**What you should do**
Retype all of the entries exactly as they appear.

**Records for this exercise**
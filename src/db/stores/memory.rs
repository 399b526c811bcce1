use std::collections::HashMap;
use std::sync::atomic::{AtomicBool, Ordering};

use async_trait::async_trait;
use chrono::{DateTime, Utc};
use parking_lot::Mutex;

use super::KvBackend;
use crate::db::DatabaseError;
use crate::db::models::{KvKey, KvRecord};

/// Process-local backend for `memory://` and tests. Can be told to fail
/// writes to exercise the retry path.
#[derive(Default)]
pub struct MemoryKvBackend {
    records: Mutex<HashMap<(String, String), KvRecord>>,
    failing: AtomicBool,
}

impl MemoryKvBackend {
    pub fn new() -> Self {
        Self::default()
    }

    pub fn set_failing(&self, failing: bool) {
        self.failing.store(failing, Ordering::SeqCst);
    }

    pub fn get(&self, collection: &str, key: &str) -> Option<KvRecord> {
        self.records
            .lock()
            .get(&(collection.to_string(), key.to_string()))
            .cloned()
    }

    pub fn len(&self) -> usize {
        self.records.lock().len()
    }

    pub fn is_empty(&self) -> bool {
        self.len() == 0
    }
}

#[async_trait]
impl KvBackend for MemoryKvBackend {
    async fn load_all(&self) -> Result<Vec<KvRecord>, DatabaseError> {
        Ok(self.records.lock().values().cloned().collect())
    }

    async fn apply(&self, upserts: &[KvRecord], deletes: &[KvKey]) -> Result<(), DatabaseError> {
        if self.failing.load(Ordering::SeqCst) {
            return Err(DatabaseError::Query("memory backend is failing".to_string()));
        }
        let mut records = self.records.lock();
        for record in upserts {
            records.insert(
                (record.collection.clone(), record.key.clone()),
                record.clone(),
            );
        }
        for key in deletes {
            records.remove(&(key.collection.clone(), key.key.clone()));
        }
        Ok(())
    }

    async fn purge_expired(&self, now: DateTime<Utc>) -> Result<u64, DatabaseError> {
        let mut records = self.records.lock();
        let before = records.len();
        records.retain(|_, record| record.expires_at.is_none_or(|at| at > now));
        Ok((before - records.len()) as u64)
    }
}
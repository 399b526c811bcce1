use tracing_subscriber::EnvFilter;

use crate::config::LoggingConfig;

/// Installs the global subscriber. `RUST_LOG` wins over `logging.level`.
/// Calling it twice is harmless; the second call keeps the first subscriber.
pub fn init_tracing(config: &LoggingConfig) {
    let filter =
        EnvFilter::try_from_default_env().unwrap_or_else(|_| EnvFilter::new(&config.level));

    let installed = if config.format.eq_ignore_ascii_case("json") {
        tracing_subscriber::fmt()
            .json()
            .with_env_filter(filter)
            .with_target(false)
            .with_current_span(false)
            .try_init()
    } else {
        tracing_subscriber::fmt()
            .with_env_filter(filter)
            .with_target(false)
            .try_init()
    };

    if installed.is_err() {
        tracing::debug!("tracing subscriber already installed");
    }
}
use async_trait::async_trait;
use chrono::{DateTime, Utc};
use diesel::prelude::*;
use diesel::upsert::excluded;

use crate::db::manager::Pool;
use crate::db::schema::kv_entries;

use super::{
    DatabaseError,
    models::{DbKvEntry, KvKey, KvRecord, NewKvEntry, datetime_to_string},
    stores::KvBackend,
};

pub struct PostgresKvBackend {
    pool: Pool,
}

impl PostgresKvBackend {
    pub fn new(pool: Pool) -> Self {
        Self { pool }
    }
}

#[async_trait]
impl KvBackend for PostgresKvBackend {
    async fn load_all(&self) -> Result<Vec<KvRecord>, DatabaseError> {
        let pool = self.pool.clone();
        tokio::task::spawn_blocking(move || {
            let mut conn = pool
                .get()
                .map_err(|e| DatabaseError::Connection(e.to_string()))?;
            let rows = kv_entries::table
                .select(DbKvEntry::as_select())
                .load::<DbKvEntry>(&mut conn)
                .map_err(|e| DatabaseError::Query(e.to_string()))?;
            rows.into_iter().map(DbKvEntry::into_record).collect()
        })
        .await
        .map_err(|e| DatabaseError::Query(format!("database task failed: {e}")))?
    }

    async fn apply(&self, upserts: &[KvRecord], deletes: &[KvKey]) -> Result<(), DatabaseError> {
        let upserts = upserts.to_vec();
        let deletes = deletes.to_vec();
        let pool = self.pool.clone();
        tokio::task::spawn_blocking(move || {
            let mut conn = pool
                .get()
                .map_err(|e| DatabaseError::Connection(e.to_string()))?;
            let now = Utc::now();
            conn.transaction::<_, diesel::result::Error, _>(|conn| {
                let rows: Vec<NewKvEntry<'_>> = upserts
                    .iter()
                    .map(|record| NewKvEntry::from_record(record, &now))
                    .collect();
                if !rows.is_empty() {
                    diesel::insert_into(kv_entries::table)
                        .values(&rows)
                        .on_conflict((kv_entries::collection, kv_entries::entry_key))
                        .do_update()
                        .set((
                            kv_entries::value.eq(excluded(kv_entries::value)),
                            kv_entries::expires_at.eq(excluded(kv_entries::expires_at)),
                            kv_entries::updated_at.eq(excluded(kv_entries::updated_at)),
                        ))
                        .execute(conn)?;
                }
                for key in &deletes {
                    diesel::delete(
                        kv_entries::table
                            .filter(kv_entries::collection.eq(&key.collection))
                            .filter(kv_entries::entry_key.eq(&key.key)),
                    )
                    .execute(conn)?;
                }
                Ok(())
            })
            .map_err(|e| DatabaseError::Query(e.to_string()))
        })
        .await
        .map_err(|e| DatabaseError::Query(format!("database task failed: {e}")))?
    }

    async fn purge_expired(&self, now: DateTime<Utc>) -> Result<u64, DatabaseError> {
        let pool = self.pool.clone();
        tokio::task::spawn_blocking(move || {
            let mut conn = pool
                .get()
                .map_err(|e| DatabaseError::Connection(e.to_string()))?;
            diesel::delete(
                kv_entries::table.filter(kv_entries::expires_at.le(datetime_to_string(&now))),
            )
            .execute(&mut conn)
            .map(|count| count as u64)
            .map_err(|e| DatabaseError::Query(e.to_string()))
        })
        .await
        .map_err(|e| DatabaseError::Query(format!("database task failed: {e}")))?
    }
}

**Response**
filename src/db/stores/memory.rs
repository 399b526c811bcce1
use std::collections::HashMap;
use std::sync::atomic::{AtomicBool, Ordering};

use async_trait::async_trait;
use chrono::{DateTime, Utc};
use parking_lot::Mutex;

use super::KvBackend;
use crate::db::DatabaseError;
use crate::db::models::{KvKey, KvRecord};

/// Process-local backend for `memory://` and tests. Can be told to fail
/// writes to exercise the retry path.
#[derive(Default)]
pub struct MemoryKvBackend {
    records: Mutex<HashMap<(String, String), KvRecord>>,
    failing: AtomicBool,
}

impl MemoryKvBackend {
    pub fn new() -> Self {
        Self::default()
    }

    pub fn set_failing(&self, failing: bool) {
        self.failing.store(failing, Ordering::SeqCst);
    }

    pub fn get(&self, collection: &str, key: &str) -> Option<KvRecord> {
        self.records
            .lock()
            .get(&(collection.to_string(), key.to_string()))
            .cloned()
    }

    pub fn len(&self) -> usize {
        self.records.lock().len()
    }

    pub fn is_empty(&self) -> bool {
        self.len() == 0
    }
}

#[async_trait]
impl KvBackend for MemoryKvBackend {
    async fn load_all(&self) -> Result<Vec<KvRecord>, DatabaseError> {
        Ok(self.records.lock().values().cloned().collect())
    }

    async fn apply(&self, upserts: &[KvRecord], deletes: &[KvKey]) -> Result<(), DatabaseError> {
        if self.failing.load(Ordering::SeqCst) {
            return Err(DatabaseError::Query("memory backend is failing".to_string()));
        }
        let mut records = self.records.lock();
        for record in upserts {
            records.insert(
                (record.collection.clone(), record.key.clone()),
                record.clone(),
            );
        }
        for key in deletes {
            records.remove(&(key.collection.clone(), key.key.clone()));
        }
        Ok(())
    }

    async fn purge_expired(&self, now: DateTime<Utc>) -> Result<u64, DatabaseError> {
        let mut records = self.records.lock();
        let before = records.len();
        records.retain(|_, record| record.expires_at.is_none_or(|at| at > now));
        Ok((before - records.len()) as u64)
    }
}
repository 399b526c811bcce1
use tracing_subscriber::EnvFilter;

use crate::config::LoggingConfig;

/// Installs the global subscriber. `RUST_LOG` wins over `logging.level`.
/// Calling it twice is harmless; the second call keeps the first subscriber.
pub fn init_tracing(config: &LoggingConfig) {
    let filter =
        EnvFilter::try_from_default_env().unwrap_or_else(|_| EnvFilter::new(&config.level));

    let installed = if config.format.eq_ignore_ascii_case("json") {
        tracing_subscriber::fmt()
            .json()
            .with_env_filter(filter)
            .with_target(false)
            .with_current_span(false)
            .try_init()
    } else {
        tracing_subscriber::fmt()
            .with_env_filter(filter)
            .with_target(false)
            .try_init()
    };

    if installed.is_err() {
        tracing::debug!("tracing subscriber already installed");
    }
}
use async_trait::async_trait;
use chrono::{DateTime, Utc};
use diesel::prelude::*;
use diesel::upsert::excluded;

use crate::db::manager::Pool;
use crate::db::schema::kv_entries;

use super::{
    DatabaseError,
    models::{DbKvEntry, KvKey, KvRecord, NewKvEntry, datetime_to_string},
    stores::KvBackend,
};

pub struct PostgresKvBackend {
    pool: Pool,
}

impl PostgresKvBackend {
    pub fn new(pool: Pool) -> Self {
        Self { pool }
    }
}

#[async_trait]
impl KvBackend for PostgresKvBackend {
    async fn load_all(&self) -> Result<Vec<KvRecord>, DatabaseError> {
        let pool = self.pool.clone();
        tokio::task::spawn_blocking(move || {
            let mut conn = pool
                .get()
                .map_err(|e| DatabaseError::Connection(e.to_string()))?;
            let rows = kv_entries::table
                .select(DbKvEntry::as_select())
                .load::<DbKvEntry>(&mut conn)
                .map_err(|e| DatabaseError::Query(e.to_string()))?;
            rows.into_iter().map(DbKvEntry::into_record).collect()
        })
        .await
        .map_err(|e| DatabaseError::Query(format!("database task failed: {e}")))?
    }

    async fn apply(&self, upserts: &[KvRecord], deletes: &[KvKey]) -> Result<(), DatabaseError> {
        let upserts = upserts.to_vec();
        let deletes = deletes.to_vec();
        let pool = self.pool.clone();
        tokio::task::spawn_blocking(move || {
            let mut conn = pool
                .get()
                .map_err(|e| DatabaseError::Connection(e.to_string()))?;
            let now = Utc::now();
            conn.transaction::<_, diesel::result::Error, _>(|conn| {
                let rows: Vec<NewKvEntry<'_>> = upserts
                    .iter()
                    .map(|record| NewKvEntry::from_record(record, &now))
                    .collect();
                if !rows.is_empty() {
                    diesel::insert_into(kv_entries::table)
                        .values(&rows)
                        .on_conflict((kv_entries::collection, kv_entries::entry_key))
                        .do_update()
                        .set((
                            kv_entries::value.eq(excluded(kv_entries::value)),
                            kv_entries::expires_at.eq(excluded(kv_entries::expires_at)),
                            kv_entries::updated_at.eq(excluded(kv_entries::updated_at)),
                        ))
                        .execute(conn)?;
                }
                for key in &deletes {
                    diesel::delete(
                        kv_entries::table
                            .filter(kv_entries::collection.eq(&key.collection))
                            .filter(kv_entries::entry_key.eq(&key.key)),
                    )
                    .execute(conn)?;
                }
                Ok(())
            })
            .map_err(|e| DatabaseError::Query(e.to_string()))
        })
        .await
        .map_err(|e| DatabaseError::Query(format!("database task failed: {e}")))?
    }

    async fn purge_expired(&self, now: DateTime<Utc>) -> Result<u64, DatabaseError> {
        let pool = self.pool.clone();
        tokio::task::spawn_blocking(move || {
            let mut conn = pool
                .get()
                .map_err(|e| DatabaseError::Connection(e.to_string()))?;
            diesel::delete(
                kv_entries::table.filter(kv_entries::expires_at.le(datetime_to_string(&now))),
            )
            .execute(&mut conn)
            .map(|count| count as u64)
            .map_err(|e| DatabaseError::Query(e.to_string()))
        })
        .await
        .map_err(|e| DatabaseError::Query(format!("database task failed: {e}")))?
    }
}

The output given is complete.